[ticket/9992] Adding a limit on login attempts per IP.

A new table was created to save all failed login attempts with corresponding information on username, ip and useragent. By default the limit is 50 login attempts within 6 hours per IP. The limit is relatively high to avoid big problems on sites behind a reverse proxy that don't receive the forwarded-for value as REMOTE_ADDR but see all users as coming from the same IP address. But if these users run into problems a special forwarded-for option is available to limit logins by forwarded-for value instead of ip.
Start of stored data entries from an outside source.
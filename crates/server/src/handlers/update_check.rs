//! Update-check endpoints (the tiered read path).
//!
//! Microcache -> distributed cache -> storage, selection engine after the
//! cache tiers, diff substitution and proxy rewrite at finalization, and
//! write-back only after the response value is produced so the client never
//! waits on cache latency.

use crate::error::{ApiError, ApiResult};
use crate::metrics::{CACHE_READ_ERRORS, UPDATE_CHECKS_TOTAL};
use crate::state::AppState;
use crate::wire::{
    LegacyUpdateCheckBody, ResponseShape, SnakeUpdateCheckBody, UpdateCheckQuery, parse_bool_flag,
};
use airlift_core::{
    AcquisitionRequest, CACHE_SCHEMA_VERSION, CacheableBody, CacheableResponse,
    DEPLOYMENT_KEY_PREFIX, DiffPackageMap, Release, Selection, acquisition_cache_key, finalize,
    is_satisfiable_range, normalize_app_version, select_update,
};
use axum::Json;
use axum::extract::{OriginalUri, Query, State};
use axum::http::StatusCode;
use axum::response::{IntoResponse, Response};
use semver::Version;

/// Which tier supplied the response body, for observability.
#[derive(Clone, Copy, Debug, PartialEq, Eq)]
enum CacheTier {
    Micro,
    Distributed,
    Storage,
}

impl CacheTier {
    fn as_str(self) -> &'static str {
        match self {
            Self::Micro => "micro",
            Self::Distributed => "distributed",
            Self::Storage => "storage",
        }
    }
}

/// GET /updateCheck - legacy-shape update check.
pub async fn update_check_legacy(
    State(state): State<AppState>,
    OriginalUri(uri): OriginalUri,
    Query(query): Query<UpdateCheckQuery>,
) -> ApiResult<Response> {
    update_check(state, uri, query, ResponseShape::Legacy).await
}

/// GET /v0.1/public/codepush/update_check - new-shape update check.
pub async fn update_check_v1(
    State(state): State<AppState>,
    OriginalUri(uri): OriginalUri,
    Query(query): Query<UpdateCheckQuery>,
) -> ApiResult<Response> {
    update_check(state, uri, query, ResponseShape::Snake).await
}

async fn update_check(
    state: AppState,
    uri: axum::http::Uri,
    query: UpdateCheckQuery,
    shape: ResponseShape,
) -> ApiResult<Response> {
    let request = parse_update_request(&query)?;

    let distributed_key = format!("{DEPLOYMENT_KEY_PREFIX}{}", request.deployment_key);
    let original_url = uri
        .path_and_query()
        .map(|pq| pq.as_str())
        .unwrap_or_else(|| uri.path());
    let url_key = acquisition_cache_key(original_url, CACHE_SCHEMA_VERSION);
    let mem_key = format!("{distributed_key}|{url_key}");

    // Tier 1: microcache.
    let (cacheable, tier) = match state.response_microcache.get(&mem_key) {
        Some(cached) => (cached, CacheTier::Micro),
        None => {
            // Tier 2: distributed cache; errors degrade to a miss.
            let distributed = match state.redis.get_cached_response(&distributed_key, &url_key).await
            {
                Ok(found) => found,
                Err(e) => {
                    CACHE_READ_ERRORS.inc();
                    tracing::warn!(key = %distributed_key, error = %e, "distributed cache read failed");
                    None
                }
            };
            match distributed {
                Some(cached) => (cached, CacheTier::Distributed),
                // Tier 3: release-history storage.
                None => (load_cacheable_response(&state, &request).await?, CacheTier::Storage),
            }
        }
    };

    let now_ms = epoch_ms();
    let selection = select_update(&cacheable.body.releases, &request, now_ms);

    let diff_map = match (&selection, &request.package_hash) {
        (Selection::Update { release, .. }, Some(_)) => {
            fetch_diff_map(&state, &request.deployment_key, release).await
        }
        _ => None,
    };

    let mut info = finalize(&selection, &request, diff_map.as_ref());
    if let (Some(proxy), Some(download_url)) = (&state.proxy, &info.download_url) {
        info.download_url = Some(proxy.rewrite(download_url));
    }

    UPDATE_CHECKS_TOTAL.with_label_values(&[tier.as_str()]).inc();
    tracing::debug!(
        deployment_key = %request.deployment_key,
        tier = tier.as_str(),
        from_cache = tier != CacheTier::Storage,
        is_available = info.is_available,
        "update check answered"
    );

    let status =
        StatusCode::from_u16(cacheable.status_code).unwrap_or(StatusCode::OK);
    let response = match shape {
        ResponseShape::Snake => {
            (status, Json(SnakeUpdateCheckBody { update_info: info })).into_response()
        }
        ResponseShape::Legacy => (
            status,
            Json(LegacyUpdateCheckBody {
                update_info: info.into(),
            }),
        )
            .into_response(),
    };

    // Write-back is sequenced after the response value exists; the client
    // never waits on it. Concurrent requests may race to populate the same
    // fingerprint - the cache is an optimization, not a lock.
    let write_distributed = tier == CacheTier::Storage;
    if tier != CacheTier::Micro {
        let state = state.clone();
        tokio::spawn(async move {
            state.response_microcache.set(mem_key, cacheable.clone());
            if write_distributed {
                state
                    .redis
                    .set_cached_response(&distributed_key, &url_key, &cacheable)
                    .await;
            }
        });
    }

    Ok(response)
}

/// Validate the raw query into an [`AcquisitionRequest`].
fn parse_update_request(query: &UpdateCheckQuery) -> ApiResult<AcquisitionRequest> {
    let deployment_key = query
        .deployment_key
        .as_deref()
        .map(str::trim)
        .filter(|k| !k.is_empty())
        .ok_or_else(|| {
            ApiError::BadRequest("An update check must include a valid deployment key".to_string())
        })?;

    let raw_app_version = query
        .app_version
        .as_deref()
        .map(str::trim)
        .filter(|v| !v.is_empty())
        .ok_or_else(|| {
            ApiError::BadRequest("An update check must include a valid app version".to_string())
        })?;

    let normalized_app_version = normalize_app_version(raw_app_version);
    if Version::parse(&normalized_app_version).is_err() {
        return Err(ApiError::BadRequest(format!(
            "An update check must include a valid semver app version; got: {raw_app_version}"
        )));
    }

    Ok(AcquisitionRequest {
        deployment_key: deployment_key.to_string(),
        raw_app_version: raw_app_version.to_string(),
        normalized_app_version,
        client_unique_id: query.client_unique_id.clone(),
        package_hash: query.package_hash.clone(),
        label: query.label.clone(),
        is_companion: parse_bool_flag(query.is_companion.as_deref()),
        beta: parse_bool_flag(query.beta.as_deref()),
    })
}

/// Fetch the release history and build the cacheable response, priming the
/// distributed diff-map cache for every release that carries one.
async fn load_cacheable_response(
    state: &AppState,
    request: &AcquisitionRequest,
) -> ApiResult<CacheableResponse> {
    let history = state
        .storage
        .get_package_history(&request.deployment_key)
        .await?;
    let cacheable = build_cacheable_response(history);

    for release in &cacheable.body.releases {
        if !release.diff_package_map.is_empty() {
            state
                .redis
                .set_diff_package_map(
                    &request.deployment_key,
                    &release.package_hash,
                    &release.diff_package_map,
                )
                .await;
        }
    }

    Ok(cacheable)
}

/// Pre-filter the history to releases whose binary range could match some
/// request. Malformed ranges can never satisfy any version, so they are
/// dropped here rather than re-evaluated per client.
fn build_cacheable_response(history: Vec<Release>) -> CacheableResponse {
    let releases = history
        .into_iter()
        .filter(|release| is_satisfiable_range(&release.app_version))
        .collect();
    CacheableResponse {
        status_code: 200,
        body: CacheableBody { releases },
    }
}

/// Resolve the diff map for the selected release: diff microcache first, then
/// the distributed cache (memoizing hits), then the release's own embedded
/// map. Any fetch failure is logged and ignored - the full bundle stands.
async fn fetch_diff_map(
    state: &AppState,
    deployment_key: &str,
    release: &Release,
) -> Option<DiffPackageMap> {
    let mem_key = format!("{deployment_key}:{}", release.package_hash);
    if let Some(map) = state.diff_microcache.get(&mem_key) {
        return Some(map);
    }

    match state
        .redis
        .get_diff_package_map(deployment_key, &release.package_hash)
        .await
    {
        Ok(Some(map)) => {
            state.diff_microcache.set(mem_key, map.clone());
            return Some(map);
        }
        Ok(None) => {}
        Err(e) => {
            tracing::warn!(
                deployment_key,
                package_hash = %release.package_hash,
                error = %e,
                "diff-map fetch failed, serving full bundle"
            );
        }
    }

    if release.diff_package_map.is_empty() {
        None
    } else {
        Some(release.diff_package_map.clone())
    }
}

fn epoch_ms() -> i64 {
    (time::OffsetDateTime::now_utc().unix_timestamp_nanos() / 1_000_000) as i64
}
PHPBB3-9992
2025-08-06 08:47:45 +02:00 · 2011-06-10 12:02:59 +02:00
parent fc9b126691
commit 2dee57fd43
17 changed files with 343 additions and 16 deletions
--- a/phpBB/includes/constants.php
+++ b/phpBB/includes/constants.php
@@ -236,6 +236,7 @@ define('GROUPS_TABLE',				$table_prefix . 'groups');
 define('ICONS_TABLE',				$table_prefix . 'icons');
 define('LANG_TABLE',				$table_prefix . 'lang');
 define('LOG_TABLE',					$table_prefix . 'log');
+define('LOGIN_ATTEMPT_TABLE',		$table_prefix . 'login_attempts');
 define('MODERATOR_CACHE_TABLE',		$table_prefix . 'moderator_cache');
 define('MODULES_TABLE',				$table_prefix . 'modules');
 define('POLL_OPTIONS_TABLE',		$table_prefix . 'poll_options');